Canadian Renewable and Conservation Expense

  •  (1) Subject to subsections (2) to (4), for the purpose of subsection 66.1(6) of the Act, Canadian renewable and conservation expense means an expense incurred by a taxpayer, and payable to a person or partnership with whom the taxpayer is dealing at arm’s length, in respect of the development of a project for which it is reasonable to expect that at least 50% of the capital cost of the depreciable property to be used in the project would be the capital cost of any property that is included in Class 43.1 or 43.2 in Schedule II, or that would be so included if this Part were read without reference to this section, and includes such an expense incurred by the taxpayer

    • (a) for the purpose of making a service connection to the project for the transmission of electricity to a purchaser of the electricity, to the extent that the expense so incurred was not incurred to acquire property of the taxpayer;

    • (b) for the construction of a temporary access road to the project site;

    • (c) for a right of access to the project site before the earliest time at which a property described in Class 43.1 or 43.2 in Schedule II is used in the project for the purpose of earning income;

    • (d) for clearing land to the extent necessary to complete the project;

    • (e) for process engineering for the project, including

      • (i) collection and analysis of site data,

      • (ii) calculation of energy, mass, water, or air balances,

      • (iii) simulation and analysis of the performance and cost of process design options, and

      • (iv) selection of the optimum process design;

    • (f) for the drilling or completion of a well for the project, other than

      • (i) a well that is, or can reasonably be expected to be, used for the installation of underground piping that is included in paragraph (d) of Class 43.1 or paragraph (b) of Class 43.2 in Schedule II, or

      • (ii) a well referred to in paragraph (h);

    • (g) for a test wind turbine that is part of a wind farm project of the taxpayer; or

    • (h) if at least 50% of the depreciable property to be used in the project, determined by reference to its capital cost, is described in subparagraph (d)(vii) of Class 43.1,

      • (i) for the drilling of a well, or

      • (ii) solely for the purpose of determining the extent and quality of a geothermal resource.

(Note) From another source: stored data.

use proptest::prelude::*;
use zvec_testkit::{arb_batch, arb_dense, arb_sparse, arb_vector, non_degenerate_pair};
use zvec_vector::{SparseVector, VectorError, VectorModel};

proptest! {
    #[test]
    fn test_property_dimensions_positive(v in arb_vector()) {
        prop_assert!(v.dimensions() > 0);
        prop_assert_eq!(v.to_array().len(), v.dimensions());
    }

    #[test]
    fn test_property_cosine_bounds((a, b) in non_degenerate_pair(48)) {
        let cos = a.cosine_similarity(&b).unwrap();
        prop_assert!((-1.0..=1.0).contains(&cos), "cosine {} out of range", cos);

        let self_cos = a.cosine_similarity(&a).unwrap();
        prop_assert!((self_cos - 1.0).abs() < 1e-6, "self cosine {}", self_cos);
    }

    #[test]
    fn test_property_sparse_never_stores_zero(v in arb_sparse(48)) {
        prop_assert!(v.iter().all(|(_, x)| x != 0.0 && !x.is_nan()));
        let zeros_in_dense = v.to_array().iter().filter(|&&x| x != 0.0).count();
        prop_assert_eq!(zeros_in_dense, v.non_zero_count());
    }

    #[test]
    fn test_property_sparse_dot_matches_dense(a in arb_sparse(32), scale in -4.0f32..4.0) {
        let b = a.multiply(scale);
        let sparse_dot = a.dot_product(&b).unwrap() as f64;
        let dense_dot = a.to_dense_vector().dot_product(&b.to_dense_vector()).unwrap() as f64;
        let tolerance = 1e-3 * (1.0 + dense_dot.abs());
        prop_assert!((sparse_dot - dense_dot).abs() <= tolerance,
            "sparse {} vs dense {}", sparse_dot, dense_dot);
    }

    #[test]
    fn test_property_dense_sparse_roundtrip(v in arb_dense(48)) {
        let sparse = SparseVector::from_dense(&v);
        prop_assert_eq!(sparse.to_dense_vector(), v);
    }

    #[test]
    fn test_property_batch_uniform(batch in arb_batch(6, 16)) {
        let dims = batch.vector_dimensions();
        prop_assert!(batch.iter().all(|v| v.dimensions() == dims));
        prop_assert_eq!(batch.dimensions(), batch.len() * dims);
    }
}

#[test]
fn test_mismatch_reports_both_dimensions() {
    let a = SparseVector::empty(128).unwrap();
    let b = SparseVector::empty(256).unwrap();
    let err = a.dot_product(&b).unwrap_err();
    assert_eq!(
        err,
        VectorError::DimensionMismatch {
            op: "dot_product",
            expected: 128,
            actual: 256
        }
    );
    assert_eq!(err.to_string(), "dimension mismatch in dot_product: 128 vs 256");
}
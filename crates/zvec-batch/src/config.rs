//! Batch engine configuration.

use serde::{Deserialize, Serialize};
use zvec_vector::{Result, VectorError};

/// Batches with at least this many members fan out across the rayon pool.
pub const DEFAULT_PARALLEL_THRESHOLD: usize = 64;

#[derive(Debug, Clone, PartialEq, Eq, Serialize, Deserialize)]
#[serde(default)]
pub struct BatchConfig {
    /// Minimum batch size for parallel per-member work. Reductions never
    /// run in parallel regardless of this value.
    pub parallel_threshold: usize,
}

impl Default for BatchConfig {
    fn default() -> Self {
        Self {
            parallel_threshold: DEFAULT_PARALLEL_THRESHOLD,
        }
    }
}

impl BatchConfig {
    /// Never fan out.
    pub fn sequential() -> Self {
        Self {
            parallel_threshold: usize::MAX,
        }
    }

    pub fn validate(&self) -> Result<()> {
        if self.parallel_threshold == 0 {
            return Err(VectorError::InvalidArgument(
                "parallel_threshold must be > 0".into(),
            ));
        }
        Ok(())
    }
}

  • (2) A Canadian renewable and conservation expense does not include any expense that

    • (a) is described in paragraphs 20(1)(c), (d), (e) or (e.1) of the Act; or

    • (b) is incurred by a taxpayer directly or indirectly and is

      • (i) for the acquisition of, or the use of or the right to use, land, except as provided by paragraph (1)(b), (c) or (d),

      • (ii) for grading or levelling land or for landscaping, except as provided by paragraph (1)(b),

      • (iii) payable to a non-resident person or a partnership other than a Canadian partnership (other than an expense described in paragraph (1)(g)),

      • (iv) included in the capital cost of property that, but for this section, would be depreciable property (other than property that would be included in Class 14.1 of Schedule II), except as provided by paragraph (1)(b), (d), (e), (f), (g) or (h),

      • (v) included in the capital cost of property that, but for this section, would be property included in Class 14.1 of Schedule II, except as provided by any of paragraphs (1)(a) to (e) or subparagraph (h)(ii),

      • (vi) included in the cost of inventory of the taxpayer,

      • (vii) an expenditure on or in respect of scientific research and experimental development,

      • (viii) a Canadian development expense or a Canadian oil and gas property expense,

      • (ix) incurred, for a project, in respect of any time at or after the earliest time at which a property described in Class 43.1 or 43.2 in Schedule II was used in the project for the purpose of earning income,

      • (x) incurred in respect of the administration or management of a business of the taxpayer, or

      • (xi) a cost attributable to the period of the construction, renovation or alteration of depreciable property, other than property described in Class 43.1 or 43.2 in Schedule II, that relates to

        • (A) the construction, renovation or alteration of the property, except as provided by paragraph (1)(b), (f), (g) or (h), or

        • (B) the ownership of land during the period, except as provided by paragraph (1)(b), (c) or (d).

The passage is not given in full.